Chapitre 3.1
♪ : Blood of My Blood - Ramin Djawadi
Aymee n'avait aucune idée de ce qui avait pu se passer pendant son sommeil. Ses paupières étaient terriblement lourdes et elle peinait à les ouvrir. Elle eut besoin de quelques minutes pour s'habituer à l'obscurité de la pièce, qui était d'ailleurs pratiquement vide. Des livres et des luminaires étaient entreposés en désordre sur une sorte d'armoire de pierre. La Gardienne était allongée sur une paillasse encastrée dans un bâti en bois. À la différence du lit qui se trouvait à sa gauche, elle n'avait pas eu la chance de bénéficier d'une couverture, et dans son dos se ressentait les multiples piqûres que lui infligeait la paille et les feuilles sèches.
Un froncement de sourcils assombrit un peu plus son visage quand elle prit conscience qu'elle n'était peut-être pas chez Edwin. Elle tenta alors de rassembler ses forces pour se redresser, mais une intense douleur à l'abdomen la rappela à l'ordre. Son corps retomba lourdement contre la paillasse, alors qu'Aymee serrait les dents de douleur. Ce foutu berglimo ne l'avait pas loupée ! Elle releva sa chemise noire, de ses mains tremblantes et dépourvues d'énergie, avant de constater que sa plaie avait déjà été prise en charge. Son ventre était barré d'un pan de tissu blanc. Prise de panique, elle voulut le retirer lorsqu'une voix l'interrompit.
— Tu es réveillée ! Eh bien, on peut dire que tu as le sommeil profond !
Cette intonation n'avait visiblement rien de masculin, ce qui lui confirma qu'elle n'était pas chez Edwin. Une grande femme à la chevelure d'ébène lui fit face et s'approcha de son lit, une lanterne en fer à la main. Quand elle tira une chaise en bois pour s'installer près d'elle, Aymee eut tout le loisir de la détailler du regard. À en juger par sa peau lisse et éclatante, elle devait avoir approximativement son âge. Ses pupilles étaient presque aussi sombres que ses cheveux et tout son être dégageait des ondes à la fois réconfortantes et énergisantes. Pourtant, cela n'était pas suffisant pour la tirer du lit.
— Je suis Esmeralda, la sœur d'Edwin, commença-t-elle avec un doux sourire. Il t'a ramenée chez nous, au village de Maït, après ton accident.
À en juger par la précision de ses propos, Esmeralda cherchait à se montrer bienveillante et à orienter la jeune gardienne, alors même qu'elle venait de se réveiller dans un endroit qui lui était totalement inconnu. Les connaissances qu'elle avait lui permirent de situer Maït à une ou deux heures de marche d'Asporg.

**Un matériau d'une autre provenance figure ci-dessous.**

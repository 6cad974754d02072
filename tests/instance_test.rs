use approx::assert_relative_eq;
use cgmath::{InnerSpace, Matrix3, Rad, Rotation3, Vector3};
use toon_flight::data_structures::instance::Instance;

fn transformed_normal(instance: &Instance, normal: Vector3<f32>) -> Vector3<f32> {
    (instance.normal_matrix() * normal).normalize()
}

#[test]
fn should_keep_normals_perpendicular_under_non_uniform_scale() {
    let instance = Instance {
        scale: Vector3::new(1.0, 4.0, 1.0),
        ..Instance::new()
    };
    let tangent = Vector3::new(1.0, -1.0, 0.0);
    let normal = Vector3::new(1.0, 1.0, 0.0).normalize();

    let stretched_tangent = Vector3::new(tangent.x * 1.0, tangent.y * 4.0, tangent.z * 1.0);
    let normal = transformed_normal(&instance, normal);

    assert_relative_eq!(normal.dot(stretched_tangent), 0.0, epsilon = 1e-5);
    assert!(normal.x > normal.y);
}

#[test]
fn should_only_rotate_normals_under_uniform_scale() {
    let rotation = cgmath::Quaternion::from_angle_z(Rad(std::f32::consts::FRAC_PI_2));
    let instance = Instance {
        rotation,
        scale: Vector3::new(2.0, 2.0, 2.0),
        ..Instance::new()
    };

    let normal = transformed_normal(&instance, Vector3::unit_x());

    assert_relative_eq!(normal.x, 0.0, epsilon = 1e-5);
    assert_relative_eq!(normal.y, 1.0, epsilon = 1e-5);
    assert_relative_eq!(normal.z, 0.0, epsilon = 1e-5);
}

#[test]
fn should_fall_back_to_the_rotation_for_flattened_instances() {
    let rotation = cgmath::Quaternion::from_angle_y(Rad(0.5));
    let instance = Instance {
        rotation,
        scale: Vector3::new(1.0, 0.0, 1.0),
        ..Instance::new()
    };

    assert_eq!(instance.normal_matrix(), Matrix3::from(rotation));
}

#[test]
fn should_upload_the_normal_matrix_with_the_instance() {
    let instance = Instance {
        scale: Vector3::new(2.0, 1.0, 1.0),
        ..Instance::new()
    };

    let raw = instance.to_raw();
    // 16 floats of model matrix, then the column-major normal matrix
    let floats: &[f32] = bytemuck::cast_slice(bytemuck::bytes_of(&raw));
    assert_eq!(floats.len(), 25);
    assert_relative_eq!(floats[0], 2.0);
    assert_relative_eq!(floats[16], 0.5);
    assert_relative_eq!(floats[20], 1.0);
    assert_relative_eq!(floats[24], 1.0);
}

Toute cette mésaventure ne lui avait pas permis de suivre son itinéraire de base et elle avait fini par atterrir dans un endroit assez inattendu. Aymee adorait l'aventure et appréciait d'autant plus quand le destin la faisait s'écarter de son chemin de départ. Certes, Maït n'était pas ce qu'elle avait désiré, mais ce n'était pas plus mal pour autant. Elle pourrait très bien commencer sa recherche du prisonnier à partir de ce village, sans oublier qu'elle devait retrouver ce mystérieux cube qui causait un profond tourment à tous les membres du Conseil.
Les sourcils légèrement froncés, elle se laissa aller à ses pensées et se mit à réfléchir à la meilleure stratégie à adopter pour retrouver ce prisonnier. Sans plan, autant chercher une aiguille dans une botte de foin... Le Conseil aimait les envoyer en mission, mais il ne leur donnait pas de pistes pour autant. Les Gardiens devaient faire leurs preuves et se débrouiller seuls. Toujours. Ce n'était pas pour déplaire à Aymee qui était parfois un peu trop individualiste sur les bords. Soit ! Il s'agissait là d'un vilain et futile petit détail. Rien d'alarmant.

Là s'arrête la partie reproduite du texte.